(Material provided)
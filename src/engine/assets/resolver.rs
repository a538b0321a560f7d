// Asset resolution: turning a package's embedded blob into named resources

use super::handle::{AnimationController, AssetId, Prefab, ResourceHandle, ResourceKind};
use super::table::AssetTable;
use super::ResolveError;
use async_trait::async_trait;
use log::debug;
use serde::{Deserialize, Serialize};
use std::sync::atomic::{AtomicUsize, Ordering};
use std::sync::Arc;

/// Service that decodes an embedded resource blob
///
/// Resolution may suspend any number of times while the blob is streamed.
#[async_trait]
pub trait AssetResolver: Send + Sync {
    /// Decode a blob into a table of named resources
    async fn resolve(&self, blob: &[u8]) -> Result<AssetTable, ResolveError>;

    /// Release a resource previously produced by `resolve`
    fn release(&self, _name: &str, _handle: &ResourceHandle) {}
}

/// One entry of a resource manifest
#[derive(Debug, Clone, Serialize, Deserialize)]
pub struct ManifestEntry {
    pub name: String,
    pub kind: ResourceKind,
    /// Clip names (animation controllers)
    #[serde(default, skip_serializing_if = "Vec::is_empty")]
    pub clips: Vec<String>,
    /// Sprite renderer paths (prefabs)
    #[serde(default, skip_serializing_if = "Vec::is_empty")]
    pub sprite_renderers: Vec<String>,
}

/// Blob layout understood by `ManifestResolver`
#[derive(Debug, Clone, Default, Serialize, Deserialize)]
pub struct ResourceManifest {
    pub resources: Vec<ManifestEntry>,
}

impl ResourceManifest {
    pub fn new() -> Self {
        Self::default()
    }

    /// Add an animation controller with the given clips
    pub fn with_controller(mut self, name: &str, clips: &[&str]) -> Self {
        self.resources.push(ManifestEntry {
            name: name.to_string(),
            kind: ResourceKind::AnimationController,
            clips: clips.iter().map(|c| c.to_string()).collect(),
            sprite_renderers: Vec::new(),
        });
        self
    }

    /// Add a spawnable prefab with the given sprite renderers
    pub fn with_prefab(mut self, name: &str, sprite_renderers: &[&str]) -> Self {
        self.resources.push(ManifestEntry {
            name: name.to_string(),
            kind: ResourceKind::SpawnablePrefab,
            clips: Vec::new(),
            sprite_renderers: sprite_renderers.iter().map(|r| r.to_string()).collect(),
        });
        self
    }

    /// Add a resource of any other kind
    pub fn with_other(mut self, name: &str, kind: &str) -> Self {
        self.resources.push(ManifestEntry {
            name: name.to_string(),
            kind: ResourceKind::Other(kind.to_string()),
            clips: Vec::new(),
            sprite_renderers: Vec::new(),
        });
        self
    }

    /// Serialize into a blob suitable for embedding in a package
    pub fn to_blob(&self) -> Result<Vec<u8>, serde_json::Error> {
        serde_json::to_vec(self)
    }
}

/// Headless resolver for blobs holding a JSON `ResourceManifest`
///
/// Used by tools and tests; a running host plugs in its own bundle service.
#[derive(Debug, Default)]
pub struct ManifestResolver {
    released: AtomicUsize,
}

impl ManifestResolver {
    pub fn new() -> Self {
        Self::default()
    }

    /// Number of resources released so far
    pub fn released_count(&self) -> usize {
        self.released.load(Ordering::Relaxed)
    }

    fn handle_for(entry: ManifestEntry) -> ResourceHandle {
        match entry.kind {
            ResourceKind::AnimationController => {
                ResourceHandle::AnimationController(Arc::new(AnimationController {
                    name: entry.name,
                    clips: entry.clips,
                }))
            }
            ResourceKind::SpawnablePrefab => ResourceHandle::SpawnablePrefab(Arc::new(Prefab {
                name: entry.name,
                sprite_renderers: entry.sprite_renderers,
            })),
            ResourceKind::Other(kind) => ResourceHandle::Other {
                id: AssetId::from_name(&entry.name),
                kind,
            },
        }
    }
}

#[async_trait]
impl AssetResolver for ManifestResolver {
    async fn resolve(&self, blob: &[u8]) -> Result<AssetTable, ResolveError> {
        let manifest: ResourceManifest = serde_json::from_slice(blob)
            .map_err(|e| ResolveError::AssetDecodeFailed(format!("invalid manifest: {}", e)))?;

        let mut table = AssetTable::new();
        for entry in manifest.resources {
            // One suspension per streamed resource
            tokio::task::yield_now().await;

            debug!("Resolved resource '{}' ({})", entry.name, entry.kind);
            let name = entry.name.clone();
            table.insert(name, Self::handle_for(entry));
        }

        Ok(table)
    }

    fn release(&self, name: &str, _handle: &ResourceHandle) {
        debug!("Released resource '{}'", name);
        self.released.fetch_add(1, Ordering::Relaxed);
    }
}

(Task to carry out) If a line in the records above contains the string "given", copy that line out.

(Reply)
    /// Add an animation controller with the given clips
    /// Add a spawnable prefab with the given sprite renderers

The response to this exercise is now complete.